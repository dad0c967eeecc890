//! cdgrid-api — HTTP API for the deployment coordinator.
//!
//! # Routes
//!
//! | Method | Path | Access | Description |
//! |---|---|---|---|
//! | GET | `/` | any | Service name and version |
//! | POST | `/deploy` | app secret | Start or join a deployment |
//! | POST | `/job-status` | app secret | Read one job |
//! | POST | `/register-apps` | trusted | Replace the registration set |
//! | GET | `/available-apps` | trusted | List registrations |
//! | POST | `/clear-jobs` | trusted | Drop every job record |
//! | GET | `/load` | trusted or monitoring | Job counts per window |

pub mod access;
pub mod handlers;

use std::sync::Arc;

use axum::Router;
use axum::middleware;
use axum::routing::{get, post};

use cdgrid_coordinator::{Dispatcher, LoadReporter};
use cdgrid_state::StateStore;

pub use access::{AccessConfig, AccessError, AccessPolicy, parse_network};

/// Shared state for API handlers.
#[derive(Clone)]
pub struct ApiState {
    pub store: StateStore,
    pub dispatcher: Dispatcher,
    pub reporter: LoadReporter,
    pub access: Arc<AccessPolicy>,
}

impl ApiState {
    pub fn new(store: StateStore, dispatcher: Dispatcher, access: AccessPolicy) -> Self {
        Self {
            reporter: LoadReporter::new(store.clone()),
            store,
            dispatcher,
            access: Arc::new(access),
        }
    }
}

/// Build the complete API router.
pub fn build_router(state: ApiState) -> Router {
    let trusted = Router::new()
        .route("/register-apps", post(handlers::register_apps))
        .route("/available-apps", get(handlers::available_apps))
        .route("/clear-jobs", post(handlers::clear_jobs))
        .route_layer(middleware::from_fn_with_state(
            state.clone(),
            access::require_trusted,
        ));

    let monitored = Router::new()
        .route("/load", get(handlers::load))
        .route_layer(middleware::from_fn_with_state(
            state.clone(),
            access::require_monitoring,
        ));

    Router::new()
        .route("/", get(handlers::root))
        .route("/deploy", post(handlers::deploy))
        .route("/job-status", post(handlers::job_status))
        .merge(trusted)
        .merge(monitored)
        .with_state(state)
}

#[cfg(test)]
mod tests {
    use super::*;

    use std::net::SocketAddr;
    use std::time::Duration;

    use axum::body::Body;
    use axum::extract::connect_info::MockConnectInfo;
    use axum::http::{Request, StatusCode};
    use serde_json::{Value, json};
    use tower::ServiceExt;

    use cdgrid_coordinator::{Poller, PollerConfig};
    use cdgrid_executor::ScriptedExecutor;
    use cdgrid_state::AppRegistration;

    fn test_state() -> ApiState {
        let store = StateStore::open_in_memory().unwrap();
        store
            .replace_apps(&[AppRegistration::new("app-1", "s3cret", "t1")])
            .unwrap();
        let executor = Arc::new(ScriptedExecutor::new());
        let poller = Poller::with_interval(
            store.clone(),
            executor.clone(),
            &PollerConfig::default(),
            Duration::from_millis(10),
        );
        let dispatcher = Dispatcher::new(store.clone(), executor, poller);
        let access = AccessPolicy::from_config(&AccessConfig {
            trusted_networks: vec!["10.0.0.0/8".into()],
            monitoring_networks: vec!["192.0.2.0/24".into()],
        })
        .unwrap();
        ApiState::new(store, dispatcher, access)
    }

    fn get_from(uri: &str, client: &str) -> Request<Body> {
        Request::builder()
            .uri(uri)
            .header("x-forwarded-for", client)
            .body(Body::empty())
            .unwrap()
    }

    fn post_json(uri: &str, client: &str, body: Value) -> Request<Body> {
        Request::builder()
            .method("POST")
            .uri(uri)
            .header("content-type", "application/json")
            .header("x-forwarded-for", client)
            .body(Body::from(body.to_string()))
            .unwrap()
    }

    async fn body_json(resp: axum::response::Response) -> Value {
        let bytes = axum::body::to_bytes(resp.into_body(), usize::MAX)
            .await
            .unwrap();
        serde_json::from_slice(&bytes).unwrap()
    }

    #[tokio::test]
    async fn root_reports_version() {
        let router = build_router(test_state());
        let resp = router.oneshot(get_from("/", "203.0.113.1")).await.unwrap();
        assert_eq!(resp.status(), StatusCode::OK);
        let body = body_json(resp).await;
        assert_eq!(body["app"], "cdgrid-api");
        assert!(body["version"].is_string());
    }

    #[tokio::test]
    async fn untrusted_origin_is_forbidden() {
        let router = build_router(test_state());
        for req in [
            get_from("/available-apps", "203.0.113.1"),
            post_json("/register-apps", "203.0.113.1", json!([])),
            post_json("/clear-jobs", "192.0.2.5", json!({})),
        ] {
            let resp = router.clone().oneshot(req).await.unwrap();
            assert_eq!(resp.status(), StatusCode::FORBIDDEN);
            let body = body_json(resp).await;
            assert_eq!(body["status"], "error");
            assert_eq!(body["error"], "access denied");
        }
    }

    #[tokio::test]
    async fn missing_client_address_is_forbidden() {
        let router = build_router(test_state());
        let req = Request::builder()
            .uri("/available-apps")
            .body(Body::empty())
            .unwrap();
        let resp = router.oneshot(req).await.unwrap();
        assert_eq!(resp.status(), StatusCode::FORBIDDEN);
    }

    #[tokio::test]
    async fn socket_peer_is_used_without_forwarded_header() {
        let peer: SocketAddr = "10.1.2.3:40000".parse().unwrap();
        let router = build_router(test_state()).layer(MockConnectInfo(peer));
        let req = Request::builder()
            .uri("/available-apps")
            .body(Body::empty())
            .unwrap();
        let resp = router.oneshot(req).await.unwrap();
        assert_eq!(resp.status(), StatusCode::OK);
    }

    #[tokio::test]
    async fn register_then_list_hides_secrets() {
        let router = build_router(test_state());
        let apps = json!([
            {"id": "a", "secret": "x", "target": "inv-a"},
            {"deployment_id": "b", "deployment_secret": "y", "inventory": "inv-b"},
        ]);
        let resp = router
            .clone()
            .oneshot(post_json("/register-apps", "10.0.0.2", apps))
            .await
            .unwrap();
        assert_eq!(body_json(resp).await, json!({"status": "ok"}));

        let resp = router
            .oneshot(get_from("/available-apps", "10.0.0.2"))
            .await
            .unwrap();
        let body = body_json(resp).await;
        assert_eq!(body["status"], "ok");
        let regs = body["registrations"].as_array().unwrap();
        assert_eq!(regs.len(), 2);
        assert!(regs.iter().all(|r| r.get("secret").is_none()));
    }

    #[tokio::test]
    async fn invalid_registration_keeps_old_set() {
        let state = test_state();
        let router = build_router(state.clone());
        let apps = json!([
            {"id": "a", "secret": "x", "target": "inv-a"},
            {"id": "a", "secret": "y", "target": "inv-b"},
        ]);
        let resp = router
            .oneshot(post_json("/register-apps", "10.0.0.2", apps))
            .await
            .unwrap();
        assert_eq!(resp.status(), StatusCode::OK);
        assert_eq!(body_json(resp).await["status"], "error");
        assert_eq!(state.store.list_apps().unwrap().len(), 1);
    }

    #[tokio::test]
    async fn bad_credentials_are_a_domain_error() {
        let router = build_router(test_state());
        let resp = router
            .oneshot(post_json(
                "/deploy",
                "203.0.113.1",
                json!({"id": "app-1", "secret": "wrong"}),
            ))
            .await
            .unwrap();
        assert_eq!(resp.status(), StatusCode::OK);
        assert_eq!(
            body_json(resp).await,
            json!({"status": "error", "error": "app not found"})
        );
    }

    #[tokio::test]
    async fn malformed_bodies_get_the_error_envelope() {
        let state = test_state();
        let router = build_router(state.clone());

        let resp = router
            .clone()
            .oneshot(post_json("/deploy", "203.0.113.1", json!({"id": "app-1"})))
            .await
            .unwrap();
        assert_eq!(resp.status(), StatusCode::OK);
        let body = body_json(resp).await;
        assert_eq!(body["status"], "error");
        assert!(body["error"].as_str().unwrap().contains("secret"));

        let req = Request::builder()
            .method("POST")
            .uri("/job-status")
            .header("x-forwarded-for", "203.0.113.1")
            .body(Body::from("id=app-1"))
            .unwrap();
        let resp = router.clone().oneshot(req).await.unwrap();
        assert_eq!(resp.status(), StatusCode::OK);
        assert_eq!(body_json(resp).await["status"], "error");

        let resp = router
            .oneshot(post_json(
                "/register-apps",
                "10.0.0.2",
                json!({"id": "a", "secret": "x", "target": "inv-a"}),
            ))
            .await
            .unwrap();
        assert_eq!(resp.status(), StatusCode::OK);
        assert_eq!(body_json(resp).await["status"], "error");
        assert_eq!(state.store.list_apps().unwrap().len(), 1);
        assert!(state.store.list_jobs().unwrap().is_empty());
    }

    #[tokio::test]
    async fn load_is_open_to_monitoring_networks() {
        let router = build_router(test_state());
        let resp = router
            .clone()
            .oneshot(get_from("/load?windows=recent:60", "192.0.2.5"))
            .await
            .unwrap();
        assert_eq!(resp.status(), StatusCode::OK);
        let body = body_json(resp).await;
        assert_eq!(
            body["load"]["recent"],
            json!({"starting": 0, "running": 0, "success": 0, "error": 0})
        );

        let resp = router
            .oneshot(get_from("/load", "203.0.113.1"))
            .await
            .unwrap();
        assert_eq!(resp.status(), StatusCode::FORBIDDEN);
    }

    #[tokio::test]
    async fn malformed_windows_are_rejected() {
        let router = build_router(test_state());
        let resp = router
            .oneshot(get_from("/load?windows=hour", "10.0.0.2"))
            .await
            .unwrap();
        assert_eq!(resp.status(), StatusCode::OK);
        assert_eq!(body_json(resp).await["status"], "error");
    }

    #[tokio::test]
    async fn clear_jobs_reports_count() {
        let state = test_state();
        state.store.get_or_create_active("t1").unwrap();
        state.store.get_or_create_active("t2").unwrap();
        let router = build_router(state);

        let resp = router
            .oneshot(post_json("/clear-jobs", "10.0.0.2", json!({})))
            .await
            .unwrap();
        assert_eq!(body_json(resp).await, json!({"status": "ok", "cleared": 2}));
    }
}
#[cfg(test)]
mod tests {
    use super::*;

    use cdgrid_executor::{LaunchAction, ScriptStep, ScriptedExecutor, merge_log_streams};
    use cdgrid_state::DeploymentJob;

    const TICK: Duration = Duration::from_millis(10);

    fn config(max_inspect_failures: u32, remove_finished: bool) -> PollerConfig {
        PollerConfig {
            interval_secs: 0,
            max_inspect_failures,
            remove_finished,
        }
    }

    async fn setup(
        script: Vec<ScriptStep>,
        config: PollerConfig,
    ) -> (StateStore, Arc<ScriptedExecutor>, Poller, String, ExecutorHandle) {
        let store = StateStore::open_in_memory().unwrap();
        let executor = Arc::new(ScriptedExecutor::new().with_script(script));
        let poller = Poller::with_interval(store.clone(), executor.clone(), &config, TICK);
        let (job, _) = store.get_or_create_active("t1").unwrap();
        let handle = executor
            .launch(&LaunchAction::Deploy {
                target: "t1".into(),
                job_id: job.job_id.clone(),
            })
            .await
            .unwrap();
        store
            .record_executor_handle(&job.job_id, handle.as_str())
            .unwrap();
        (store, executor, poller, job.job_id, handle)
    }

    async fn wait_idle(poller: &Poller) {
        for _ in 0..400 {
            if poller.active_count().await == 0 {
                return;
            }
            tokio::time::sleep(Duration::from_millis(5)).await;
        }
        panic!("poller never went idle");
    }

    fn job(store: &StateStore, job_id: &str) -> DeploymentJob {
        store.get_job_by_id(job_id).unwrap().unwrap()
    }

    #[tokio::test]
    async fn deltas_concatenate_to_full_log() {
        let full = format!("a\nb\n{SUCCESS_SENTINEL}\n");
        let (store, _, poller, job_id, handle) = setup(
            vec![
                ScriptStep::Running("a\n".into()),
                ScriptStep::Running("a\n".into()),
                ScriptStep::Running("a\nb\n".into()),
                ScriptStep::Exited(full.clone()),
            ],
            config(3, false),
        )
        .await;

        assert!(poller.track(&job_id, handle).await);
        wait_idle(&poller).await;

        let job = job(&store, &job_id);
        assert_eq!(job.status, JobStatus::Success);
        assert_eq!(job.output, full);
    }

    #[tokio::test]
    async fn exit_without_sentinel_is_error() {
        let (store, _, poller, job_id, handle) = setup(
            vec![ScriptStep::Exited("fatal: unreachable host\n".into())],
            config(3, false),
        )
        .await;

        poller.track(&job_id, handle).await;
        wait_idle(&poller).await;

        let job = job(&store, &job_id);
        assert_eq!(job.status, JobStatus::Error);
        assert_eq!(job.output, "fatal: unreachable host\n");
    }

    #[tokio::test]
    async fn missing_container_fails_job() {
        let (store, _, poller, job_id, handle) =
            setup(vec![ScriptStep::NotFound], config(3, false)).await;

        poller.track(&job_id, handle).await;
        wait_idle(&poller).await;

        let job = job(&store, &job_id);
        assert_eq!(job.status, JobStatus::Error);
        assert!(job.output.contains("not found"));
    }

    #[tokio::test]
    async fn transient_failures_are_retried() {
        let (store, _, poller, job_id, handle) = setup(
            vec![
                ScriptStep::InspectError("daemon busy".into()),
                ScriptStep::InspectError("daemon busy".into()),
                ScriptStep::Exited(format!("{SUCCESS_SENTINEL}\n")),
            ],
            config(3, false),
        )
        .await;

        poller.track(&job_id, handle).await;
        wait_idle(&poller).await;

        assert_eq!(job(&store, &job_id).status, JobStatus::Success);
    }

    #[tokio::test]
    async fn retries_are_bounded() {
        let (store, executor, poller, job_id, handle) = setup(
            vec![ScriptStep::InspectError("daemon down".into())],
            config(3, false),
        )
        .await;

        poller.track(&job_id, handle).await;
        wait_idle(&poller).await;

        let job = job(&store, &job_id);
        assert_eq!(job.status, JobStatus::Error);
        assert!(job.output.contains("daemon down"));
        assert_eq!(executor.inspections(), 3);

        tokio::time::sleep(TICK * 5).await;
        assert_eq!(executor.inspections(), 3);
    }

    #[tokio::test]
    async fn stops_once_job_is_terminal() {
        let (store, executor, poller, job_id, handle) =
            setup(vec![ScriptStep::Running("still going\n".into())], config(3, false)).await;

        poller.track(&job_id, handle).await;
        tokio::time::sleep(TICK * 3).await;
        store
            .append_status(&job_id, JobStatus::Error, "cancelled\n")
            .unwrap();
        wait_idle(&poller).await;

        let seen = executor.inspections();
        tokio::time::sleep(TICK * 5).await;
        assert_eq!(executor.inspections(), seen);
        assert_eq!(job(&store, &job_id).status, JobStatus::Error);
    }

    #[tokio::test]
    async fn tracking_is_deduplicated() {
        let (_, _, poller, job_id, handle) =
            setup(vec![ScriptStep::Running(String::new())], config(3, false)).await;

        assert!(poller.track(&job_id, handle.clone()).await);
        assert!(!poller.track(&job_id, handle).await);
        assert_eq!(poller.active_count().await, 1);
        assert!(poller.is_tracking(&job_id).await);

        poller.stop_all().await;
        assert_eq!(poller.active_count().await, 0);
    }

    #[tokio::test]
    async fn finished_containers_are_removed_when_configured() {
        let (_, executor, poller, job_id, handle) = setup(
            vec![ScriptStep::Exited(format!("{SUCCESS_SENTINEL}\n"))],
            config(3, true),
        )
        .await;

        poller.track(&job_id, handle.clone()).await;
        wait_idle(&poller).await;

        assert_eq!(executor.terminated(), vec![handle]);
    }

    #[tokio::test]
    async fn resume_reattaches_and_fails_orphans() {
        let store = StateStore::open_in_memory().unwrap();
        let executor = Arc::new(ScriptedExecutor::new());
        let poller = Poller::with_interval(store.clone(), executor.clone(), &config(3, false), TICK);

        let (launched, _) = store.get_or_create_active("t1").unwrap();
        let handle = executor
            .launch(&LaunchAction::Deploy {
                target: "t1".into(),
                job_id: launched.job_id.clone(),
            })
            .await
            .unwrap();
        store
            .record_executor_handle(&launched.job_id, handle.as_str())
            .unwrap();
        let (orphan, _) = store.get_or_create_active("t2").unwrap();

        assert_eq!(poller.resume().await.unwrap(), 1);
        wait_idle(&poller).await;

        assert_eq!(job(&store, &launched.job_id).status, JobStatus::Success);
        let orphan = job(&store, &orphan.job_id);
        assert_eq!(orphan.status, JobStatus::Error);
        assert!(orphan.output.contains("restarted"));
    }

    #[tokio::test]
    async fn partial_lines_wait_for_their_newline() {
        let full = format!("ab\ncafé\n{SUCCESS_SENTINEL}\n");
        let (store, _, poller, job_id, handle) = setup(
            vec![
                // A read that ended inside a multi-byte character.
                ScriptStep::Running("ab\ncaf\u{FFFD}".into()),
                ScriptStep::Running("ab\ncafé\n".into()),
                ScriptStep::Exited(full.clone()),
            ],
            config(3, false),
        )
        .await;

        poller.track(&job_id, handle).await;
        wait_idle(&poller).await;

        let job = job(&store, &job_id);
        assert_eq!(job.status, JobStatus::Success);
        assert_eq!(job.output, full);
    }

    #[tokio::test]
    async fn unterminated_tail_arrives_with_final_status() {
        let (store, _, poller, job_id, handle) = setup(
            vec![
                ScriptStep::Running("one\ntw".into()),
                ScriptStep::Exited("one\ntwo".into()),
            ],
            config(3, false),
        )
        .await;

        poller.track(&job_id, handle).await;
        wait_idle(&poller).await;

        let job = job(&store, &job_id);
        assert_eq!(job.status, JobStatus::Error);
        assert_eq!(job.output, "one\ntwo");
    }

    #[tokio::test]
    async fn missing_container_is_recorded_once_store_recovers() {
        let (store, executor, poller, job_id, handle) =
            setup(vec![ScriptStep::NotFound], config(2, false)).await;

        store.fail_writes(true);
        poller.track(&job_id, handle).await;
        tokio::time::sleep(TICK * 6).await;

        // Past the failure bound, still tracked and still active.
        assert!(executor.inspections() > 2);
        assert!(poller.is_tracking(&job_id).await);
        assert!(job(&store, &job_id).is_active());

        store.fail_writes(false);
        wait_idle(&poller).await;

        let job = job(&store, &job_id);
        assert_eq!(job.status, JobStatus::Error);
        assert!(job.output.contains("not found") || job.output.contains("lost track"));
    }

    #[tokio::test]
    async fn final_status_survives_failed_write() {
        let full = format!("a\n{SUCCESS_SENTINEL}\n");
        let (store, _, poller, job_id, handle) =
            setup(vec![ScriptStep::Exited(full.clone())], config(10, false)).await;

        store.fail_writes(true);
        poller.track(&job_id, handle).await;
        tokio::time::sleep(TICK * 2).await;
        assert!(poller.is_tracking(&job_id).await);

        store.fail_writes(false);
        wait_idle(&poller).await;

        let job = job(&store, &job_id);
        assert_eq!(job.status, JobStatus::Success);
        assert_eq!(job.output, full);
    }

    #[test]
    fn sentinel_on_stderr_counts() {
        let stdout = "2024-05-01T10:00:00.000000001Z PLAY [deploy]\n";
        let stderr = format!("2024-05-01T10:00:04.000000000Z {SUCCESS_SENTINEL}\n");
        let logs = merge_log_streams(stdout, &stderr);
        assert_eq!(classify(&Inspection::exited(&logs, 0)), JobStatus::Success);

        // A later stdout line still decides.
        let stdout = format!("{stdout}2024-05-01T10:00:05.000000000Z fatal: handler failed\n");
        let logs = merge_log_streams(&stdout, &stderr);
        assert_eq!(classify(&Inspection::exited(&logs, 0)), JobStatus::Error);
    }

    #[test]
    fn complete_lines_stop_at_last_newline() {
        assert_eq!(complete_lines("a\nb\nc", 0), "a\nb\n");
        assert_eq!(complete_lines("a\nb\nc", 2), "b\n");
        assert_eq!(complete_lines("a\nb", 2), "");
        assert_eq!(complete_lines("a\n", 9), "");
    }

    #[test]
    fn sentinel_must_be_last_line() {
        assert_eq!(
            classify(&Inspection::exited(&format!("ok\n{SUCCESS_SENTINEL}\n\n"), 0)),
            JobStatus::Success
        );
        assert_eq!(
            classify(&Inspection::exited(&format!("{SUCCESS_SENTINEL}\nthen failed\n"), 0)),
            JobStatus::Error
        );
        assert_eq!(classify(&Inspection::exited("", 0)), JobStatus::Error);
    }
}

### Assigned task
Using the records above, copy each line that contains "handlers".

### Result
pub mod handlers;
/// Shared state for API handlers.
        .route("/register-apps", post(handlers::register_apps))
        .route("/available-apps", get(handlers::available_apps))
        .route("/clear-jobs", post(handlers::clear_jobs))
        .route("/load", get(handlers::load))
        .route("/", get(handlers::root))
        .route("/deploy", post(handlers::deploy))
        .route("/job-status", post(handlers::job_status))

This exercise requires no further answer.